Se c’è un legame difficilmente scindibile questo è quello tra giustizia e spettacolo. Questo legame ha radici profonde, se pensiamo a cosa sono state le esecuzioni capitali in passato: vere e proprie kermesse, con tanto di quello che oggi chiamiamo street food per intrattenimento dei presenti; oppure se torniamo con la memoria ad Enzo Tortora fatto uscire a “favore di camera” con le manette ai polsi all’uscita della caserma di via dei Selci, senza dimenticare quello che a tutti gli effetti fu il primo, e forse più eclatante, caso, di quello che poi prenderà il nome di circo mediatico giudiziario, il caso Dreyfus. Sembra strano, ma tant’è: la ragione ovvero la categoria che più dovrebbe essere connessa alla giustizia, è stata costantemente scalzata dalla dimensione spettacolare. Se pensiamo all’affaire Dreyfus come ad una sceneggiatura, che tra i suoi ingredienti prevedeva una serie di pregiudizi, quello antisemita, quello verso lo straniero, e l’immancabile complotto, il lieto fine, quello che segnò i titoli di coda fu il celeberrimo J’accuse di Emile Zola, che altro non fu che il trionfo della ragione. Ed è proprio sulla figura di Emile Zola, anzi, sulle figure che oggi in qualche modo ne hanno raccolto l’eredità, che va posta l’attenzione. Penso a quella pletora di sedicenti giornalisti “d’inchiesta”, che oggi riempiono i palinsesti di TV pubbliche o private facendo le pulci ai più noti casi giudiziari. Poco o nulla importa che su queste vicende giudiziarie vi sia stata una decisione definitiva della magistratura o che siano in corso delle indagini per accertare le responsabilità. Il punto è che questi novelli Zola dei giorni nostri, pur raggiungendo il vigore argomentativo del loro antesignano, al contrario di lui più che contro i pregiudizi e per il trionfo della ragione si battono perché una serie infinita di illazioni possa riscrivere quelle vicende. Vicende che smettono di essere reali tragedie umane che coinvolgono familiari di vittime e colpevoli per divenire un infinito romanzo giallo di cui riscrivere la trama per individuare il colpevole a cui attribuire recondite motivazioni.
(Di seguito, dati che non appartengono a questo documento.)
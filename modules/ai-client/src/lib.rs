mod types;

use anyhow::{anyhow, Result};
use reqwest::header::{HeaderMap, HeaderValue, CONTENT_TYPE};
use tracing::debug;

use types::*;

const ANTHROPIC_API_URL: &str = "https://api.anthropic.com/v1";
const ANTHROPIC_VERSION: &str = "2023-06-01";

/// Minimal Claude messages-API client for structured extraction. The model
/// is forced onto a single `structured_response` tool whose input schema the
/// caller supplies, so the reply is always a JSON value of (nominally) that
/// shape. Callers must still validate it — the model is not trusted.
#[derive(Clone)]
pub struct Claude {
    api_key: String,
    model: String,
    http: reqwest::Client,
    base_url: String,
}

impl Claude {
    pub fn new(api_key: &str, model: &str) -> Self {
        Self {
            api_key: api_key.to_string(),
            model: model.to_string(),
            http: reqwest::Client::new(),
            base_url: ANTHROPIC_API_URL.to_string(),
        }
    }

    pub fn with_base_url(mut self, url: &str) -> Self {
        self.base_url = url.trim_end_matches('/').to_string();
        self
    }

    pub fn model(&self) -> &str {
        &self.model
    }

    fn headers(&self) -> Result<HeaderMap> {
        let mut headers = HeaderMap::new();
        headers.insert("x-api-key", HeaderValue::from_str(&self.api_key)?);
        headers.insert(
            "anthropic-version",
            HeaderValue::from_static(ANTHROPIC_VERSION),
        );
        headers.insert(CONTENT_TYPE, HeaderValue::from_static("application/json"));
        Ok(headers)
    }

    /// Run one extraction turn and return the raw tool input the model
    /// produced for the supplied schema.
    pub async fn extract_value(
        &self,
        system_prompt: &str,
        user_prompt: &str,
        input_schema: serde_json::Value,
    ) -> Result<serde_json::Value> {
        let tool_name = "structured_response";
        let request = ChatRequest {
            model: self.model.clone(),
            max_tokens: 4096,
            messages: vec![WireMessage {
                role: "user",
                content: user_prompt.to_string(),
            }],
            system: Some(system_prompt.to_string()),
            temperature: Some(0.0),
            tools: Some(vec![ToolDefinitionWire {
                name: tool_name.to_string(),
                description: "Extract structured data from the input.".to_string(),
                input_schema,
            }]),
            tool_choice: Some(serde_json::json!({
                "type": "tool",
                "name": tool_name,
            })),
        };

        let response = self.chat(&request).await?;

        for block in response.content {
            if let ContentBlock::ToolUse { input, .. } = block {
                return Ok(input);
            }
        }

        Err(anyhow!("No structured output in Claude response"))
    }

    async fn chat(&self, request: &ChatRequest) -> Result<ChatResponse> {
        let url = format!("{}/messages", self.base_url);

        debug!(model = %request.model, "Claude chat request");

        let response = self
            .http
            .post(&url)
            .headers(self.headers()?)
            .json(request)
            .send()
            .await?;

        if !response.status().is_success() {
            let status = response.status();
            let error_text = response.text().await?;
            return Err(anyhow!("Claude API error ({}): {}", status, error_text));
        }

        Ok(response.json().await?)
    }
}
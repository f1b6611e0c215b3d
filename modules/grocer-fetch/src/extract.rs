//! Multi-strategy ingredient extraction from recipe page HTML.
//!
//! Strategies run in strict priority order and the first one that yields a
//! non-empty list wins; results are never merged across strategies:
//!
//! 1. JSON-LD recipe blocks (`recipeIngredient`), including `@graph` nodes —
//!    publishers encode these for search engines, so they carry the most trust.
//! 2. Microdata scoped to a `schema.org/Recipe` element.
//! 3. An "ingredients" heading followed by its sibling list.
//! 4. Containers with ingredient-list class/id names.
//!
//! No strategy matching is a normal outcome (plenty of recipe pages have no
//! parseable structure) and returns `None`, not an error.

use scraper::{ElementRef, Html, Selector};
use serde_json::Value;
use tracing::debug;

/// Run the strategy chain over a page body. Returns the raw ingredient
/// lines, or `None` when no strategy produced a usable list.
pub fn extract_ingredients(html: &str, url: &str) -> Option<Vec<String>> {
    let doc = Html::parse_document(html);

    if let Some(lines) = from_json_ld(&doc) {
        debug!(url, strategy = "json-ld", count = lines.len(), "Ingredient list extracted");
        return Some(lines);
    }
    if let Some(lines) = from_microdata(&doc) {
        debug!(url, strategy = "microdata", count = lines.len(), "Ingredient list extracted");
        return Some(lines);
    }
    if let Some(lines) = from_heading(&doc) {
        debug!(url, strategy = "heading", count = lines.len(), "Ingredient list extracted");
        return Some(lines);
    }
    if let Some(lines) = from_keyword_container(&doc) {
        debug!(url, strategy = "keyword", count = lines.len(), "Ingredient list extracted");
        return Some(lines);
    }

    debug!(url, "No ingredient list found on page");
    None
}

// --- Strategy 1: JSON-LD structured data ---

fn from_json_ld(doc: &Html) -> Option<Vec<String>> {
    let script_sel =
        Selector::parse(r#"script[type="application/ld+json"]"#).expect("valid selector");

    for script in doc.select(&script_sel) {
        let raw: String = script.text().collect();
        let Ok(data) = serde_json::from_str::<Value>(raw.trim()) else {
            continue;
        };

        // The top-level value is sometimes a bare array of nodes.
        let nodes: Vec<&Value> = match &data {
            Value::Array(items) => items.iter().collect(),
            other => vec![other],
        };

        for node in nodes {
            // Nested sub-graphs first, then the node itself.
            if let Some(graph) = node.get("@graph").and_then(Value::as_array) {
                for sub in graph {
                    if let Some(lines) = recipe_ingredient_lines(sub) {
                        return Some(lines);
                    }
                }
            }
            if let Some(lines) = recipe_ingredient_lines(node) {
                return Some(lines);
            }
        }
    }

    None
}

/// Pull `recipeIngredient` strings out of a node declaring a Recipe type.
fn recipe_ingredient_lines(node: &Value) -> Option<Vec<String>> {
    if !declares_recipe_type(node) {
        return None;
    }

    let lines: Vec<String> = node
        .get("recipeIngredient")?
        .as_array()?
        .iter()
        .filter_map(Value::as_str)
        .map(|s| s.trim().to_string())
        .filter(|s| !s.is_empty())
        .collect();

    if lines.is_empty() {
        None
    } else {
        Some(lines)
    }
}

/// `@type` may be a string or an array of type names.
fn declares_recipe_type(node: &Value) -> bool {
    match node.get("@type") {
        Some(Value::String(t)) => t == "Recipe",
        Some(Value::Array(types)) => types.iter().any(|t| t.as_str() == Some("Recipe")),
        _ => false,
    }
}

// --- Strategy 2: microdata ---

fn from_microdata(doc: &Html) -> Option<Vec<String>> {
    let scope_sel = Selector::parse(r#"[itemtype*="schema.org/Recipe"]"#).expect("valid selector");
    let prop_sel = Selector::parse(r#"[itemprop="recipeIngredient"]"#).expect("valid selector");

    let scope = doc.select(&scope_sel).next()?;
    let lines: Vec<String> = scope
        .select(&prop_sel)
        .map(element_text)
        .filter(|s| !s.is_empty())
        .collect();

    if lines.is_empty() {
        None
    } else {
        Some(lines)
    }
}

// --- Strategy 3: "ingredients" heading followed by a list ---

fn from_heading(doc: &Html) -> Option<Vec<String>> {
    let heading_sel = Selector::parse("h2, h3, h4").expect("valid selector");
    let li_sel = Selector::parse("li").expect("valid selector");

    for heading in doc.select(&heading_sel) {
        if !element_text(heading).to_lowercase().contains("ingredients") {
            continue;
        }

        for sibling in heading.next_siblings().filter_map(ElementRef::wrap) {
            let name = sibling.value().name();
            if name == "ul" || name == "ol" {
                let items: Vec<String> = sibling
                    .select(&li_sel)
                    .map(element_text)
                    .filter(|s| !s.is_empty())
                    .collect();
                // Single-item lists are too likely to be noise.
                if items.len() > 1 {
                    return Some(items);
                }
                break;
            }
            if name.starts_with('h') {
                break;
            }
        }
    }

    None
}

// --- Strategy 4: ingredient-list class/id keywords ---

const KEYWORD_SELECTORS: &[&str] = &[
    r#"[class*="ingredients-list"]"#,
    r#"[class*="ingredient-list"]"#,
    r#"[id*="ingredients-list"]"#,
    r#"[id*="ingredient-list"]"#,
];

fn from_keyword_container(doc: &Html) -> Option<Vec<String>> {
    let li_sel = Selector::parse("li").expect("valid selector");

    for selector in KEYWORD_SELECTORS {
        let sel = Selector::parse(selector).expect("valid selector");
        for section in doc.select(&sel) {
            let items: Vec<String> = section
                .select(&li_sel)
                .map(element_text)
                .filter(|s| !s.is_empty())
                .collect();
            if items.len() > 1 {
                return Some(items);
            }
        }
    }

    None
}

/// Collapse an element's text content to single-spaced trimmed form.
fn element_text(el: ElementRef<'_>) -> String {
    el.text()
        .collect::<String>()
        .split_whitespace()
        .collect::<Vec<_>>()
        .join(" ")
}

#[cfg(test)]
mod tests {
    use super::*;

    const URL: &str = "https://example.com/recipe";

    #[test]
    fn json_ld_recipe_block_is_extracted() {
        let html = r#"<html><head>
            <script type="application/ld+json">
            {"@type": "Recipe", "recipeIngredient": ["1 cup flour", "2 eggs", ""]}
            </script>
        </head><body></body></html>"#;

        let lines = extract_ingredients(html, URL).unwrap();
        assert_eq!(lines, vec!["1 cup flour", "2 eggs"]);
    }

    #[test]
    fn json_ld_nested_in_graph_is_extracted() {
        let html = r#"<html><head>
            <script type="application/ld+json">
            {"@context": "https://schema.org", "@graph": [
                {"@type": "WebPage", "name": "Some page"},
                {"@type": "Recipe", "recipeIngredient": ["200 g butter", "3 carrots"]}
            ]}
            </script>
        </head><body></body></html>"#;

        let lines = extract_ingredients(html, URL).unwrap();
        assert_eq!(lines, vec!["200 g butter", "3 carrots"]);
    }

    #[test]
    fn json_ld_array_with_multi_type_node() {
        let html = r#"<html><head>
            <script type="application/ld+json">
            [{"@type": ["Recipe", "NewsArticle"], "recipeIngredient": ["1 onion", "2 cloves garlic"]}]
            </script>
        </head><body></body></html>"#;

        let lines = extract_ingredients(html, URL).unwrap();
        assert_eq!(lines, vec!["1 onion", "2 cloves garlic"]);
    }

    #[test]
    fn structured_data_wins_over_heading_list() {
        let html = r#"<html><head>
            <script type="application/ld+json">
            {"@type": "Recipe", "recipeIngredient": ["from json-ld", "also from json-ld"]}
            </script>
        </head><body>
            <h2>Ingredients</h2>
            <ul><li>from heading</li><li>also from heading</li></ul>
        </body></html>"#;

        let lines = extract_ingredients(html, URL).unwrap();
        assert_eq!(lines, vec!["from json-ld", "also from json-ld"]);
    }

    #[test]
    fn microdata_scope_is_extracted() {
        let html = r#"<html><body>
            <div itemscope itemtype="https://schema.org/Recipe">
                <span itemprop="recipeIngredient">500 g pasta</span>
                <span itemprop="recipeIngredient">1 jar tomato sauce</span>
            </div>
        </body></html>"#;

        let lines = extract_ingredients(html, URL).unwrap();
        assert_eq!(lines, vec!["500 g pasta", "1 jar tomato sauce"]);
    }

    #[test]
    fn heading_followed_by_list_is_extracted() {
        let html = r#"<html><body>
            <h3>Ingredients</h3>
            <ul>
                <li>2 cups  rice</li>
                <li>1 tsp salt</li>
            </ul>
            <h3>Instructions</h3>
            <ol><li>Cook the rice.</li><li>Add salt.</li></ol>
        </body></html>"#;

        let lines = extract_ingredients(html, URL).unwrap();
        assert_eq!(lines, vec!["2 cups rice", "1 tsp salt"]);
    }

    #[test]
    fn heading_stops_at_next_heading() {
        // The list belongs to the Instructions section, not Ingredients.
        let html = r#"<html><body>
            <h2>Ingredients</h2>
            <p>See below.</p>
            <h2>Instructions</h2>
            <ul><li>step one</li><li>step two</li></ul>
        </body></html>"#;

        assert_eq!(extract_ingredients(html, URL), None);
    }

    #[test]
    fn single_item_heading_list_is_rejected() {
        let html = r#"<html><body>
            <h2>Ingredients</h2>
            <ul><li>just one thing</li></ul>
        </body></html>"#;

        assert_eq!(extract_ingredients(html, URL), None);
    }

    #[test]
    fn keyword_container_fallback() {
        let html = r#"<html><body>
            <div class="recipe-ingredients-list">
                <ul><li>4 tomatoes</li><li>1 cucumber</li></ul>
            </div>
        </body></html>"#;

        let lines = extract_ingredients(html, URL).unwrap();
        assert_eq!(lines, vec!["4 tomatoes", "1 cucumber"]);
    }

    #[test]
    fn single_item_keyword_container_is_rejected() {
        let html = r#"<html><body>
            <div id="ingredient-list"><ul><li>only item</li></ul></div>
        </body></html>"#;

        assert_eq!(extract_ingredients(html, URL), None);
    }

    #[test]
    fn page_without_structure_returns_none() {
        let html = "<html><body><p>A lovely story about soup.</p></body></html>";
        assert_eq!(extract_ingredients(html, URL), None);
    }

    #[test]
    fn malformed_json_ld_falls_through_to_next_strategy() {
        let html = r#"<html><head>
            <script type="application/ld+json">{not valid json</script>
        </head><body>
            <h2>Ingredients</h2>
            <ul><li>1 leek</li><li>2 potatoes</li></ul>
        </body></html>"#;

        let lines = extract_ingredients(html, URL).unwrap();
        assert_eq!(lines, vec!["1 leek", "2 potatoes"]);
    }
}
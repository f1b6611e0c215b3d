use ai_client::Claude;
use anyhow::Result;
use async_trait::async_trait;
use schemars::JsonSchema;
use serde::{Deserialize, Serialize};

use crate::traits::IngredientStructurer;

const STRUCTURING_MODEL: &str = "claude-haiku-4-5-20251001";

const STRUCTURING_SYSTEM_PROMPT: &str = r#"You decompose recipe ingredient lines into structured records.

For every input line, produce one record with:
- **quantity**: the amount as written ("1", "0.5", "1/2", "to taste"). Empty string if the line has no quantity.
- **unit**: the measurement unit ("cup", "g", "tbsp"). Empty string if no unit is separately recognizable.
- **name**: the ingredient itself.

## Name rules
- STRIP preparation notes ("finely chopped", "softened", "at room temperature") from the name.
- STRIP packaging parentheticals ("(14 oz can)", "(about 2 cups)").
- When a note cannot be cleanly separated from the ingredient, keep the whole phrase as the name rather than inventing a shorter one.
- Never invent ingredients that are not in the input.

Keep the records in the same order as the input lines. One record per line."#;

/// What the structuring model is asked to return for a batch of lines.
/// This type exists to derive the tool schema; the actual response is
/// validated as raw JSON in `normalize` because the model is unreliable.
#[derive(Debug, Clone, Serialize, Deserialize, JsonSchema)]
struct StructuredLine {
    /// Amount as free text, empty when absent.
    #[serde(default)]
    quantity: String,
    /// Measurement unit, empty when not separately recognizable.
    #[serde(default)]
    unit: String,
    /// The ingredient name, preparation notes stripped.
    #[serde(default)]
    name: String,
}

#[derive(Debug, Clone, Serialize, Deserialize, JsonSchema)]
struct StructuredIngredients {
    #[serde(default)]
    ingredients: Vec<StructuredLine>,
}

/// Structurer backed by the Claude messages API with a forced tool schema.
pub struct ClaudeStructurer {
    claude: Claude,
}

impl ClaudeStructurer {
    pub fn new(anthropic_api_key: &str) -> Self {
        Self {
            claude: Claude::new(anthropic_api_key, STRUCTURING_MODEL),
        }
    }
}

#[async_trait]
impl IngredientStructurer for ClaudeStructurer {
    async fn structure(&self, lines: &[String]) -> Result<serde_json::Value> {
        let schema = serde_json::to_value(
            schemars::gen::SchemaGenerator::default().into_root_schema_for::<StructuredIngredients>(),
        )?;

        let user_prompt = format!(
            "Decompose these ingredient lines:\n\n{}",
            lines.join("\n")
        );

        self.claude
            .extract_value(STRUCTURING_SYSTEM_PROMPT, &user_prompt, schema)
            .await
    }
}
Della drammatica vicenda di quel tenente alsaziano ebreo non abbiamo saputo trarre tesoro. Oggi, esattamente come allora la giustizia, quella che piace, che fa audience è quella che fa spettacolo.
Un vero e proprio evento catartico, in cui il furore mediatico diventa un rito purificatore per gli spettatori e di cui i vari anchorman sono i sacerdoti. Davvero perché ostinarsi a pensare che la Giustizia può essere solo giusta quando ancor più che dell’efficienza può far faville e quattrini tra una pausa per gli acquisti e l’altra.